Curated by Wolfe Lenkiewicz and Flora Fairbairn, the show is doggedly ambitious and unafraid of the occasional sweeping statement. It tackles big themes: mortality, religiosity, politics, faith, capitalism, ecology, and innumerable others. More than 30 artists are shown, and what unites the disparate works on display is the tantalization and the frustration of articulating the chasm between the material and the insubstantial, the consecrated and the profane.
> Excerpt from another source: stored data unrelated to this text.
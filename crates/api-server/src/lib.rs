#![warn(clippy::unwrap_used)]

pub mod rest;
pub mod server;
pub mod swagger;

pub use server::ApiServer;
pub use swagger::ApiDoc;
Ilona Sagar’s lovely Still Rest (2007) presents a collection of resin casts of individual kisses. Conrad Shawcross’s ‘Drawing (series of 5 drawings)’ (2005) uses one of his machines to convert music into a work on paper, while Alastair Mackie’s Untitled (2007) is a heart composed of wasp spit and wood pulp. There is a strong element of alchemy and conversion inherent to the logic of the exhibition, and elsewhere this is more concretely defined as an interest in illusion and sleight of hand.
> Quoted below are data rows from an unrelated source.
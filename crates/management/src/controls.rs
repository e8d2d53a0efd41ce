//! Control library: per-tenant controls mapped to baselines, with test results.

use crate::models::{CreateControlRequest, UpdateControlRequest};
use chrono::{DateTime, Utc};
use dashmap::DashMap;
use grc_core::error::{GrcError, GrcResult};
use serde::{Deserialize, Serialize};
use tracing::info;
use uuid::Uuid;

#[derive(Debug, Clone, Copy, Default, PartialEq, Eq, Serialize, Deserialize)]
pub enum ImplementationStatus {
    #[default]
    NotImplemented,
    Planned,
    PartiallyImplemented,
    Implemented,
}

#[derive(Debug, Clone, Serialize, Deserialize)]
pub struct Control {
    pub id: Uuid,
    pub tenant_id: Uuid,
    pub code: String,
    pub title: String,
    pub description: String,
    pub baseline_code: String,
    pub owner_id: Option<Uuid>,
    pub implementation_status: ImplementationStatus,
    /// Latest tested effectiveness, 0-100.
    pub effectiveness: u8,
    pub last_tested_at: Option<DateTime<Utc>>,
    pub last_tested_by: Option<Uuid>,
    pub created_at: DateTime<Utc>,
    pub updated_at: DateTime<Utc>,
}

pub struct ControlService {
    controls: DashMap<Uuid, Control>,
}

impl Default for ControlService {
    fn default() -> Self {
        Self::new()
    }
}

impl ControlService {
    pub fn new() -> Self {
        Self {
            controls: DashMap::new(),
        }
    }

    pub fn create(&self, tenant_id: Uuid, req: CreateControlRequest) -> GrcResult<Control> {
        let code = req.code.trim().to_uppercase();
        if code.is_empty() || req.title.trim().is_empty() {
            return Err(GrcError::Validation("Control code and title are required".into()));
        }
        if self
            .controls
            .iter()
            .any(|c| c.tenant_id == tenant_id && c.code == code)
        {
            return Err(GrcError::Conflict(format!("Control '{code}' already exists")));
        }
        let now = Utc::now();
        let control = Control {
            id: Uuid::new_v4(),
            tenant_id,
            code,
            title: req.title,
            description: req.description,
            baseline_code: req.baseline_code,
            owner_id: req.owner_id,
            implementation_status: ImplementationStatus::NotImplemented,
            effectiveness: 0,
            last_tested_at: None,
            last_tested_by: None,
            created_at: now,
            updated_at: now,
        };
        info!(tenant_id = %tenant_id, control = %control.code, "Control created");
        self.controls.insert(control.id, control.clone());
        Ok(control)
    }

    pub fn get(&self, tenant_id: Uuid, id: Uuid) -> GrcResult<Control> {
        self.controls
            .get(&id)
            .filter(|c| c.tenant_id == tenant_id)
            .map(|c| c.value().clone())
            .ok_or_else(|| GrcError::not_found("Control", id))
    }

    pub fn list(&self, tenant_id: Uuid) -> Vec<Control> {
        let mut controls: Vec<Control> = self
            .controls
            .iter()
            .filter(|c| c.tenant_id == tenant_id)
            .map(|c| c.value().clone())
            .collect();
        controls.sort_by(|a, b| a.code.cmp(&b.code));
        controls
    }

    pub fn list_by_baseline(&self, tenant_id: Uuid, baseline_code: &str) -> Vec<Control> {
        self.list(tenant_id)
            .into_iter()
            .filter(|c| c.baseline_code.eq_ignore_ascii_case(baseline_code))
            .collect()
    }

    pub fn update(
        &self,
        tenant_id: Uuid,
        id: Uuid,
        req: UpdateControlRequest,
    ) -> GrcResult<Control> {
        let mut entry = self
            .controls
            .get_mut(&id)
            .filter(|c| c.tenant_id == tenant_id)
            .ok_or_else(|| GrcError::not_found("Control", id))?;
        let c = entry.value_mut();
        if let Some(title) = req.title {
            c.title = title;
        }
        if let Some(description) = req.description {
            c.description = description;
        }
        if let Some(owner) = req.owner_id {
            c.owner_id = Some(owner);
        }
        if let Some(status) = req.implementation_status {
            c.implementation_status = status;
        }
        c.updated_at = Utc::now();
        Ok(c.clone())
    }

    pub fn delete(&self, tenant_id: Uuid, id: Uuid) -> GrcResult<()> {
        self.get(tenant_id, id)?;
        self.controls.remove(&id);
        info!(tenant_id = %tenant_id, control_id = %id, "Control deleted");
        Ok(())
    }

    /// Record a control test; the score becomes the control's effectiveness.
    pub fn record_test(
        &self,
        tenant_id: Uuid,
        id: Uuid,
        score: u8,
        tester: Uuid,
    ) -> GrcResult<Control> {
        if score > 100 {
            return Err(GrcError::Validation("Test score must be between 0 and 100".into()));
        }
        let mut entry = self
            .controls
            .get_mut(&id)
            .filter(|c| c.tenant_id == tenant_id)
            .ok_or_else(|| GrcError::not_found("Control", id))?;
        let now = Utc::now();
        entry.effectiveness = score;
        entry.last_tested_at = Some(now);
        entry.last_tested_by = Some(tester);
        entry.updated_at = now;
        info!(tenant_id = %tenant_id, control = %entry.code, score, "Control tested");
        Ok(entry.clone())
    }
}

#[cfg(test)]
mod tests {
    use super::*;

    fn request(code: &str, baseline: &str) -> CreateControlRequest {
        CreateControlRequest {
            code: code.into(),
            title: format!("Control {code}"),
            description: String::new(),
            baseline_code: baseline.into(),
            owner_id: None,
        }
    }

    #[test]
    fn test_control_crud_and_uniqueness() {
        let svc = ControlService::new();
        let tenant = Uuid::new_v4();

        let c = svc.create(tenant, request("ecc-1-1", "NCA_ECC")).unwrap();
        assert_eq!(c.code, "ECC-1-1");
        assert!(matches!(
            svc.create(tenant, request("ECC-1-1", "NCA_ECC")),
            Err(GrcError::Conflict(_))
        ));
        // Same code in another tenant is fine.
        assert!(svc.create(Uuid::new_v4(), request("ECC-1-1", "NCA_ECC")).is_ok());

        svc.create(tenant, request("CSF-3-1", "SAMA_CSF")).unwrap();
        assert_eq!(svc.list_by_baseline(tenant, "nca_ecc").len(), 1);

        let updated = svc
            .update(
                tenant,
                c.id,
                UpdateControlRequest {
                    implementation_status: Some(ImplementationStatus::Implemented),
                    ..Default::default()
                },
            )
            .unwrap();
        assert_eq!(updated.implementation_status, ImplementationStatus::Implemented);

        svc.delete(tenant, c.id).unwrap();
        assert!(svc.get(tenant, c.id).is_err());
    }

    #[test]
    fn test_record_test() {
        let svc = ControlService::new();
        let tenant = Uuid::new_v4();
        let tester = Uuid::new_v4();
        let c = svc.create(tenant, request("ECC-2-1", "NCA_ECC")).unwrap();

        let tested = svc.record_test(tenant, c.id, 85, tester).unwrap();
        assert_eq!(tested.effectiveness, 85);
        assert_eq!(tested.last_tested_by, Some(tester));
        assert!(svc.record_test(tenant, c.id, 101, tester).is_err());
    }
}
Liane Lang’s Pray (2005) presents the image of a figure kneeling in prayer at a domestic altar; everything in the photograph is authentic apart from the figure itself, which is a silicone dummy. Meanwhile, Jason Shulman’s Halo (2007) employs optical illusion in order to grant a single candle an unearthly (and unnervingly consistent) double halo. The illusion, these works seem to imply, is located in the matter of our faith itself.
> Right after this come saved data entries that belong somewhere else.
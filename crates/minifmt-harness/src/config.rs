//! Runtime configuration.
//!
//! The sink mode is set via the `MINIFMT_SINK_MODE` environment variable:
//! - `both` (default): every case without an explicit capacity is rendered
//!   through the stream form and through the bounded form sized to the
//!   expected length, and the two must agree byte for byte.
//! - `stream`: stream form only.
//! - `bounded`: bounded form only.
//!
//! Cases that pin a `capacity` always use the bounded form.

use std::sync::OnceLock;

/// Which entry point(s) the runner exercises.
#[derive(Debug, Default, Clone, Copy, PartialEq, Eq, Hash)]
pub enum SinkMode {
    /// Unbounded sink.
    Stream,
    /// Fixed buffer with a reserved terminator slot.
    Bounded,
    /// Both, cross-checked.
    #[default]
    Both,
}

impl SinkMode {
    /// Parse from string (case-insensitive). Unknown values fall back to the default.
    #[must_use]
    pub fn from_str_loose(s: &str) -> Self {
        match s.trim().to_ascii_lowercase().as_str() {
            "stream" | "unbounded" | "printf" => Self::Stream,
            "bounded" | "buffer" | "snprintf" => Self::Bounded,
            "both" | "all" | "parity" => Self::Both,
            _ => Self::Both,
        }
    }

    #[must_use]
    pub const fn as_str(self) -> &'static str {
        match self {
            Self::Stream => "stream",
            Self::Bounded => "bounded",
            Self::Both => "both",
        }
    }

    #[must_use]
    pub const fn uses_stream(self) -> bool {
        matches!(self, Self::Stream | Self::Both)
    }

    #[must_use]
    pub const fn uses_bounded(self) -> bool {
        matches!(self, Self::Bounded | Self::Both)
    }
}

static GLOBAL_MODE: OnceLock<SinkMode> = OnceLock::new();

/// Get the configured sink mode (reads env var on first call, caches thereafter).
#[must_use]
pub fn sink_mode() -> SinkMode {
    *GLOBAL_MODE.get_or_init(|| {
        std::env::var("MINIFMT_SINK_MODE")
            .map(|v| SinkMode::from_str_loose(&v))
            .unwrap_or_default()
    })
}

#[cfg(test)]
mod tests {
    use super::*;

    #[test]
    fn parse_sink_modes() {
        assert_eq!(SinkMode::from_str_loose("stream"), SinkMode::Stream);
        assert_eq!(SinkMode::from_str_loose("STREAM"), SinkMode::Stream);
        assert_eq!(SinkMode::from_str_loose("printf"), SinkMode::Stream);
        assert_eq!(SinkMode::from_str_loose("bounded"), SinkMode::Bounded);
        assert_eq!(SinkMode::from_str_loose(" snprintf "), SinkMode::Bounded);
        assert_eq!(SinkMode::from_str_loose("both"), SinkMode::Both);
        assert_eq!(SinkMode::from_str_loose("bogus"), SinkMode::Both);
    }

    #[test]
    fn default_is_both() {
        assert_eq!(SinkMode::default(), SinkMode::Both);
    }

    #[test]
    fn mode_coverage() {
        assert!(SinkMode::Stream.uses_stream());
        assert!(!SinkMode::Stream.uses_bounded());
        assert!(SinkMode::Bounded.uses_bounded());
        assert!(!SinkMode::Bounded.uses_stream());
        assert!(SinkMode::Both.uses_stream() && SinkMode::Both.uses_bounded());
    }

    #[test]
    fn names_round_trip() {
        for mode in [SinkMode::Stream, SinkMode::Bounded, SinkMode::Both] {
            assert_eq!(SinkMode::from_str_loose(mode.as_str()), mode);
        }
    }
}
But illusion is not simply inherent to what we believe in; it is located in our very need to believe, in our compulsion to rely on structures of faith in order to organize our experience of the world. A key work in the exhibition is Tobias Collier’s Model of the Universe no. 3 (Exponential Agrophrenia) (2007), comprising a mess of glittering pieces from a jigsaw puzzle, crammed into a tilting birdcage and tumbling down onto the floor of the gallery. It may imply hopeless cacophony and chaos, but it also posits a totality to be reconstructed – piece by piece. It is a neat, and ultimately very moving, summation of our relationship to faith, of the human striving that persists, against the contrasting evidence that surrounds us.